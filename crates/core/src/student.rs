//! Student record validation.

use crate::error::CoreError;

/// Maximum length for a student's display name.
pub const MAX_STUDENT_NAME_LENGTH: usize = 200;

pub fn validate_student_name(name: &str) -> Result<(), CoreError> {
    let trimmed = name.trim();
    if trimmed.is_empty() {
        return Err(CoreError::InvalidInput(
            "Student name must not be empty".to_string(),
        ));
    }
    if trimmed.chars().count() > MAX_STUDENT_NAME_LENGTH {
        return Err(CoreError::InvalidInput(format!(
            "Student name exceeds maximum length of {MAX_STUDENT_NAME_LENGTH} characters"
        )));
    }
    Ok(())
}

/// Shallow shape check: one `@` with text on both sides.
pub fn validate_email(email: &str) -> Result<(), CoreError> {
    match email.split_once('@') {
        Some((local, domain)) if !local.is_empty() && domain.contains('.') && !domain.contains('@') => {
            Ok(())
        }
        _ => Err(CoreError::InvalidInput(format!(
            "Invalid email address '{email}'"
        ))),
    }
}

#[cfg(test)]
mod tests {
    use super::*;

    #[test]
    fn test_student_name_required() {
        assert!(validate_student_name("").is_err());
        assert!(validate_student_name("Grace").is_ok());
    }

    #[test]
    fn test_email_shape() {
        assert!(validate_email("a@b.io").is_ok());
        assert!(validate_email("ab.io").is_err());
        assert!(validate_email("@b.io").is_err());
        assert!(validate_email("a@b@c.io").is_err());
        assert!(validate_email("a@localhost").is_err());
    }
}
//! Repository for the `tutors` table.

use sqlx::PgPool;
use tutorhub_core::rating::RatingSummary;
use tutorhub_core::tutor::PREFERENCE_BOTH;
use tutorhub_core::types::DbId;

use crate::models::tutor::{CreateTutor, Tutor, UpdateTutor};

/// Column list shared across queries to avoid repetition.
const COLUMNS: &str = "id, name, qualifications, bio, subjects, price, availability, \
    preferences, profile_picture, average_rating, review_count, created_at, updated_at";

/// Provides CRUD operations for tutor profiles.
pub struct TutorRepo;

impl TutorRepo {
    /// Insert a new tutor, returning the created row.
    ///
    /// New tutors have no rating until their first review is recomputed.
    pub async fn create(pool: &PgPool, input: &CreateTutor) -> Result<Tutor, sqlx::Error> {
        let query = format!(
            "INSERT INTO tutors
                (name, qualifications, bio, subjects, price, availability,
                 preferences, profile_picture)
             VALUES ($1, $2, $3, $4, $5, $6, COALESCE($7, '{PREFERENCE_BOTH}'), $8)
             RETURNING {COLUMNS}"
        );
        sqlx::query_as::<_, Tutor>(&query)
            .bind(&input.name)
            .bind(&input.qualifications)
            .bind(&input.bio)
            .bind(&input.subjects)
            .bind(input.price)
            .bind(input.availability.clone().unwrap_or_default())
            .bind(&input.preferences)
            .bind(&input.profile_picture)
            .fetch_one(pool)
            .await
    }

    /// Find a tutor by its ID.
    pub async fn find_by_id(pool: &PgPool, id: DbId) -> Result<Option<Tutor>, sqlx::Error> {
        let query = format!("SELECT {COLUMNS} FROM tutors WHERE id = $1");
        sqlx::query_as::<_, Tutor>(&query)
            .bind(id)
            .fetch_optional(pool)
            .await
    }

    /// List all tutors, most recently created first.
    pub async fn list(pool: &PgPool) -> Result<Vec<Tutor>, sqlx::Error> {
        let query = format!("SELECT {COLUMNS} FROM tutors ORDER BY created_at DESC, id DESC");
        sqlx::query_as::<_, Tutor>(&query).fetch_all(pool).await
    }

    /// Update profile fields. Only non-`None` fields in `input` are applied.
    ///
    /// Returns `None` if no row with the given `id` exists.
    pub async fn update(
        pool: &PgPool,
        id: DbId,
        input: &UpdateTutor,
    ) -> Result<Option<Tutor>, sqlx::Error> {
        let query = format!(
            "UPDATE tutors SET
                name = COALESCE($2, name),
                qualifications = COALESCE($3, qualifications),
                bio = COALESCE($4, bio),
                subjects = COALESCE($5, subjects),
                price = COALESCE($6, price),
                availability = COALESCE($7, availability),
                preferences = COALESCE($8, preferences),
                profile_picture = COALESCE($9, profile_picture)
             WHERE id = $1
             RETURNING {COLUMNS}"
        );
        sqlx::query_as::<_, Tutor>(&query)
            .bind(id)
            .bind(&input.name)
            .bind(&input.qualifications)
            .bind(&input.bio)
            .bind(&input.subjects)
            .bind(input.price)
            .bind(&input.availability)
            .bind(&input.preferences)
            .bind(&input.profile_picture)
            .fetch_optional(pool)
            .await
    }

    /// Overwrite the derived rating fields.
    ///
    /// Returns `None` if no row with the given `id` exists.
    pub async fn update_rating(
        pool: &PgPool,
        id: DbId,
        summary: RatingSummary,
    ) -> Result<Option<Tutor>, sqlx::Error> {
        let query = format!(
            "UPDATE tutors SET average_rating = $2, review_count = $3
             WHERE id = $1
             RETURNING {COLUMNS}"
        );
        sqlx::query_as::<_, Tutor>(&query)
            .bind(id)
            .bind(summary.average)
            .bind(summary.count)
            .fetch_optional(pool)
            .await
    }
}
//! Student model and DTOs.

use serde::{Deserialize, Serialize};
use sqlx::FromRow;
use tutorhub_core::types::{DbId, Timestamp};

/// A row from the `students` table.
#[derive(Debug, Clone, FromRow, Serialize)]
pub struct Student {
    pub id: DbId,
    pub name: String,
    pub email: Option<String>,
    pub created_at: Timestamp,
    pub updated_at: Timestamp,
}

/// DTO for creating a new student.
#[derive(Debug, Clone, Deserialize)]
pub struct CreateStudent {
    pub name: String,
    pub email: Option<String>,
}
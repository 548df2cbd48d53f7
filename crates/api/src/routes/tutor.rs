//! Route definitions for the `/tutors` resource.

use axum::routing::{get, post};
use axum::Router;

use crate::handlers::{review, session, tutor};
use crate::state::AppState;

/// Routes mounted at `/tutors`.
///
/// ```text
/// GET    /                        -> list
/// POST   /                        -> create
/// GET    /{id}                    -> get_by_id
/// PUT    /{id}                    -> update
/// GET    /{id}/sessions           -> session::list_by_tutor
/// GET    /{id}/reviews            -> review::list_by_tutor
/// POST   /{id}/rating/recompute   -> review::recompute_rating
/// ```
pub fn router() -> Router<AppState> {
    Router::new()
        .route("/", get(tutor::list).post(tutor::create))
        .route("/{id}", get(tutor::get_by_id).put(tutor::update))
        .route("/{id}/sessions", get(session::list_by_tutor))
        .route("/{id}/reviews", get(review::list_by_tutor))
        .route("/{id}/rating/recompute", post(review::recompute_rating))
}
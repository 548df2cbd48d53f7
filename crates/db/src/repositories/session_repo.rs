//! Repository for the `sessions` table.

use sqlx::PgPool;
use tutorhub_core::session::{PaymentStatus, SessionStatus};
use tutorhub_core::types::DbId;

use crate::models::session::{CreateSession, Session};

/// Column list shared across queries to avoid repetition.
const COLUMNS: &str = "id, tutor_id, student_id, session_date, start_time, duration_hours, \
    price, status, payment_status, created_at, updated_at";

/// Provides booking and lifecycle operations for sessions.
pub struct SessionRepo;

impl SessionRepo {
    /// Insert a new `Pending` session, returning the created row.
    pub async fn create(pool: &PgPool, input: &CreateSession) -> Result<Session, sqlx::Error> {
        let query = format!(
            "INSERT INTO sessions
                (tutor_id, student_id, session_date, start_time, duration_hours, price)
             VALUES ($1, $2, $3, $4, $5, COALESCE($6, 0))
             RETURNING {COLUMNS}"
        );
        sqlx::query_as::<_, Session>(&query)
            .bind(input.tutor_id)
            .bind(input.student_id)
            .bind(input.session_date)
            .bind(&input.start_time)
            .bind(input.duration_hours)
            .bind(input.price)
            .fetch_one(pool)
            .await
    }

    /// Find a session by its ID.
    pub async fn find_by_id(pool: &PgPool, id: DbId) -> Result<Option<Session>, sqlx::Error> {
        let query = format!("SELECT {COLUMNS} FROM sessions WHERE id = $1");
        sqlx::query_as::<_, Session>(&query)
            .bind(id)
            .fetch_optional(pool)
            .await
    }

    /// List all sessions booked with a tutor, soonest first.
    pub async fn list_for_tutor(
        pool: &PgPool,
        tutor_id: DbId,
    ) -> Result<Vec<Session>, sqlx::Error> {
        let query = format!(
            "SELECT {COLUMNS} FROM sessions
             WHERE tutor_id = $1
             ORDER BY session_date ASC, start_time ASC, id ASC"
        );
        sqlx::query_as::<_, Session>(&query)
            .bind(tutor_id)
            .fetch_all(pool)
            .await
    }

    /// Move a session from `from` to `to`, optionally setting the payment
    /// status in the same write.
    ///
    /// The update only applies while the row is still in `from`, so two
    /// racing transitions cannot both succeed. Returns `None` if the row is
    /// missing or has already left `from`.
    pub async fn transition_status(
        pool: &PgPool,
        id: DbId,
        from: SessionStatus,
        to: SessionStatus,
        payment_status: Option<PaymentStatus>,
    ) -> Result<Option<Session>, sqlx::Error> {
        let query = format!(
            "UPDATE sessions SET
                status = $3,
                payment_status = COALESCE($4, payment_status)
             WHERE id = $1 AND status = $2
             RETURNING {COLUMNS}"
        );
        sqlx::query_as::<_, Session>(&query)
            .bind(id)
            .bind(from.as_str())
            .bind(to.as_str())
            .bind(payment_status.map(PaymentStatus::as_str))
            .fetch_optional(pool)
            .await
    }
}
|---|
PROBLEM:
Search the data for "FromRow". Copy every line that has it.

EXERCISE OUTPUT:
use sqlx::FromRow;
#[derive(Debug, Clone, FromRow, Serialize)]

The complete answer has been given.